Family is at the heart of Prince Charles’ personal and public life, and his cancer diagnosis would have brought those closest to him together.
In a video statement announcing her health, Kate stressed the importance of giving her children, Prince George, Princess Charlotte and Prince Louis, the time and space to deal with their mother’s illness.
The princess’s main public project is supporting children’s early development, and last year she launched “Shaping Us”, a long-term campaign she describes as her “life’s work”, aimed at focusing on the crucial first five years of a child’s life.
Since marrying Prince Charles in 2011 and becoming Princess Duchess, Kate has carefully built this public role around a focus on the well-being and mental health of her children.
She grew up enjoying a happy family life, maintaining a close relationship with her parents, Carole and Michael Middleton, and siblings, Pippa Matthews and James Middleton.
Catherine Elizabeth Middleton was born on January 9, 1982, at the Royal Berkshire Hospital in Reading to the Middleton family.
She was baptized on 20 June that year at St Andrew’s, Bradfield Parish Church, Berkshire.
For a few years in the mid-1980s, Kate and her family lived in Amman, Jordan, where she attended nursery school from the age of three, after which the family returned to the Berkshires.
At the age of 13, she enrolled at Marlborough College, a prestigious private, part-boarding school in Wiltshire.

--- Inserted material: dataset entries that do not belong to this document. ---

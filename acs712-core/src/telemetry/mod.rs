//! Reading history and console line formatting shared by all targets.
//!
//! [`TelemetryRecorder`] keeps the most recent cycle reports in a fixed ring
//! together with running counters. [`ReportFormatter`] renders reports into
//! the console lines both the firmware and the emulator print.

use core::fmt;

use heapless::HistoryBuf;

use crate::poller::CycleReport;
use crate::sensor::{ReadPath, SampleError};

/// Number of cycle reports retained in memory.
pub const TELEMETRY_RING_CAPACITY: usize = 32;

/// Capacity of a single rendered console line.
pub const REPORT_LINE_CAPACITY: usize = 128;

/// Fixed-capacity console line.
pub type ReportLine = heapless::String<REPORT_LINE_CAPACITY>;

/// Suffix marking a line whose content did not fit.
pub const TRUNCATION_MARKER: &str = "...";

/// Renders `write` into a fresh line.
///
/// Content that overflows the buffer is cut and the line ends with
/// [`TRUNCATION_MARKER`], so a shortened line never passes for a complete one.
pub fn render<F>(write: F) -> ReportLine
where
    F: FnOnce(&mut ReportLine) -> fmt::Result,
{
    let mut line = ReportLine::new();
    if write(&mut line).is_err() {
        while line.len() + TRUNCATION_MARKER.len() > REPORT_LINE_CAPACITY {
            line.pop();
        }
        // Room for the marker was made above.
        let _ = line.push_str(TRUNCATION_MARKER);
    }
    line
}

/// Records cycle reports into a fixed-size ring buffer.
pub struct TelemetryRecorder<const CAPACITY: usize = TELEMETRY_RING_CAPACITY> {
    ring: HistoryBuf<CycleReport, CAPACITY>,
    cycles: u32,
    failed_reads: u32,
}

impl<const CAPACITY: usize> TelemetryRecorder<CAPACITY> {
    /// Creates a recorder with an empty history.
    #[must_use]
    pub const fn new() -> Self {
        Self {
            ring: HistoryBuf::new(),
            cycles: 0,
            failed_reads: 0,
        }
    }

    /// Stores a cycle report.
    pub fn record_cycle(&mut self, report: &CycleReport) {
        self.cycles = self.cycles.wrapping_add(1);
        self.ring.write(*report);
    }

    /// Counts a failed conversion.
    pub fn record_failure(&mut self) {
        self.failed_reads = self.failed_reads.wrapping_add(1);
    }

    /// Returns the most recent report, if any.
    pub fn latest(&self) -> Option<&CycleReport> {
        self.ring.recent()
    }

    /// Iterates over the retained reports in chronological order.
    pub fn oldest_first(&self) -> impl Iterator<Item = &CycleReport> {
        self.ring.oldest_ordered()
    }

    /// Number of reports currently retained.
    pub fn len(&self) -> usize {
        self.ring.len()
    }

    /// Returns `true` when no reports are retained.
    pub fn is_empty(&self) -> bool {
        self.ring.is_empty()
    }

    /// Total cycles recorded (wraps).
    pub const fn cycles(&self) -> u32 {
        self.cycles
    }

    /// Total failed conversions recorded (wraps).
    pub const fn failed_reads(&self) -> u32 {
        self.failed_reads
    }

    /// Mean current over the retained reports whose current read succeeded.
    pub fn mean_amps(&self) -> Option<f32> {
        let mut sum = 0.0f32;
        let mut count = 0u16;
        for report in self.ring.oldest_ordered() {
            if report.current.is_valid() {
                sum += report.current.value;
                count += 1;
            }
        }
        (count > 0).then(|| sum / f32::from(count))
    }
}

impl<const CAPACITY: usize> Default for TelemetryRecorder<CAPACITY> {
    fn default() -> Self {
        Self::new()
    }
}

/// Presentation settings for console lines.
#[derive(Copy, Clone, Debug, PartialEq)]
#[cfg_attr(feature = "defmt", derive(defmt::Format))]
pub struct ReportFormat {
    /// Factor applied to the voltage before printing.
    pub voltage_display_scale: f32,
}

impl ReportFormat {
    /// The sensor board prints the voltage scaled by its 10:1 divider.
    pub const BOARD: Self = Self {
        voltage_display_scale: 10.0,
    };

    /// Prints the voltage as measured.
    pub const RAW: Self = Self {
        voltage_display_scale: 1.0,
    };
}

impl Default for ReportFormat {
    fn default() -> Self {
        Self::BOARD
    }
}

/// Renders a [`CycleReport`] into console lines.
#[derive(Clone, Copy, Debug)]
pub struct ReportFormatter<'a> {
    report: &'a CycleReport,
    format: ReportFormat,
}

impl<'a> ReportFormatter<'a> {
    /// Creates a formatter for `report`.
    #[must_use]
    pub const fn new(report: &'a CycleReport, format: ReportFormat) -> Self {
        Self { report, format }
    }

    /// Writes `ACS712 Current is : <amps> A`.
    pub fn write_current_line<W: fmt::Write>(&self, writer: &mut W) -> fmt::Result {
        write!(writer, "ACS712 Current is : {:.6} A", self.report.current.value)
    }

    /// Writes `ACS712 Voltage is : <volts> V`, scaled for display.
    pub fn write_voltage_line<W: fmt::Write>(&self, writer: &mut W) -> fmt::Result {
        let shown = self.report.voltage.value * self.format.voltage_display_scale;
        write!(writer, "ACS712 Voltage is : {shown:.6} V")
    }

    /// Renders the current line into a fixed buffer.
    #[must_use]
    pub fn current_line(&self) -> ReportLine {
        render(|line| self.write_current_line(line))
    }

    /// Renders the voltage line into a fixed buffer.
    #[must_use]
    pub fn voltage_line(&self) -> ReportLine {
        render(|line| self.write_voltage_line(line))
    }
}

/// Writes the diagnostic printed when a conversion fails.
pub fn write_failure_line<W, E>(writer: &mut W, path: ReadPath, error: &SampleError<E>) -> fmt::Result
where
    W: fmt::Write,
    E: fmt::Debug,
{
    write!(writer, "ACS712 {} read failed: {error}", path.label())
}

/// Renders the diagnostic printed when a conversion fails.
#[must_use]
pub fn failure_line<E: fmt::Debug>(path: ReadPath, error: &SampleError<E>) -> ReportLine {
    render(|line| write_failure_line(line, path, error))
}

#[cfg(test)]
mod tests {
    use super::*;
    use crate::sensor::{Reading, SampleStatus};

    fn report(cycle: u32, amps: f32, volts: f32, status: SampleStatus) -> CycleReport {
        CycleReport {
            cycle,
            current: Reading {
                raw: 0,
                value: amps,
                status,
            },
            voltage: Reading {
                raw: 0,
                value: volts,
                status,
            },
        }
    }

    #[test]
    fn recorder_keeps_most_recent_reports() {
        let mut recorder = TelemetryRecorder::<4>::new();
        for cycle in 0..6 {
            recorder.record_cycle(&report(cycle, 0.0, 0.0, SampleStatus::Adc));
        }

        assert_eq!(recorder.len(), 4);
        assert_eq!(recorder.cycles(), 6);
        assert_eq!(recorder.latest().map(|r| r.cycle), Some(5));
        let first = recorder.oldest_first().next().map(|r| r.cycle);
        assert_eq!(first, Some(2));
    }

    #[test]
    fn mean_skips_fallback_readings() {
        let mut recorder = TelemetryRecorder::<8>::new();
        recorder.record_cycle(&report(0, 1.0, 2.685, SampleStatus::Adc));
        recorder.record_cycle(&report(1, -13.5, 0.0, SampleStatus::Fallback));
        recorder.record_cycle(&report(2, 3.0, 3.055, SampleStatus::Adc));
        recorder.record_failure();

        let mean = recorder.mean_amps().expect("two valid readings");
        assert!((mean - 2.0).abs() < 1e-6);
        assert_eq!(recorder.failed_reads(), 1);
        assert_eq!(TelemetryRecorder::<8>::new().mean_amps(), None);
    }

    #[test]
    fn lines_follow_console_format() {
        let report = report(0, -13.513_514, 0.25, SampleStatus::Adc);
        let formatter = ReportFormatter::new(&report, ReportFormat::BOARD);

        assert_eq!(
            formatter.current_line().as_str(),
            "ACS712 Current is : -13.513514 A"
        );
        assert_eq!(
            formatter.voltage_line().as_str(),
            "ACS712 Voltage is : 2.500000 V"
        );

        let raw = ReportFormatter::new(&report, ReportFormat::RAW);
        assert_eq!(raw.voltage_line().as_str(), "ACS712 Voltage is : 0.250000 V");
    }

    #[test]
    fn failure_line_names_path_and_cause() {
        let mut line = ReportLine::new();
        write_failure_line(&mut line, ReadPath::Voltage, &SampleError::Hal("timeout"))
            .expect("line fits");

        assert_eq!(
            line.as_str(),
            "ACS712 voltage read failed: adc read failed: \"timeout\""
        );
    }

    #[derive(Debug)]
    #[allow(dead_code)]
    enum Fault {
        Timeout { read: u32 },
    }

    #[test]
    fn failure_line_keeps_multi_digit_fault_details() {
        let line = failure_line(
            ReadPath::Current,
            &SampleError::Hal(Fault::Timeout { read: u32::MAX }),
        );

        assert_eq!(
            line.as_str(),
            "ACS712 current read failed: adc read failed: Timeout { read: 4294967295 }"
        );
    }

    #[test]
    fn oversized_line_ends_with_marker() {
        let line = failure_line(ReadPath::Voltage, &SampleError::Hal([0u8; 64]));

        assert_eq!(line.len(), REPORT_LINE_CAPACITY);
        assert!(line.starts_with("ACS712 voltage read failed: adc read failed: [0, 0"));
        assert!(line.ends_with(TRUNCATION_MARKER));
    }

    #[test]
    fn fitting_line_has_no_marker() {
        let line = render(|line| line.push_str("short").map_err(|_| fmt::Error));

        assert_eq!(line.as_str(), "short");
    }
}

She graduated with a second class honours in Art History from the University of St Andrews in 2005, where she met and began a relationship with William, and they married at Westminster Abbey in 2011.
She was nicknamed “Wait Katie” by the press for her patience during their long relationship, and William described her as having “a really naughty sense of humour” during their engagement interview.
An avid photographer, the princess often takes publicly available photographs to mark her children’s birthdays.
Kate is known for her healthy, sportsmanlike and competitive nature in team games and enjoys the thrill of cold water swimming.
Speaking to former rugby union boss Mike Tindall, who is married to her husband’s cousin Zara, in September last year, she said her family had “always been active”.
“I think we were just a very active family,” she says, “and I always remember being physically active, whether it was walking, climbing in the Lake District in Scotland, or swimming from an early age.”
Kate also spoke about the appeal of cold water dips: “Swimming in cold water, the colder the better. I absolutely love it. So dark and rainy that Prince William would say, ‘You’re crazy.’
“I’m going to go find some cold water. I love it.”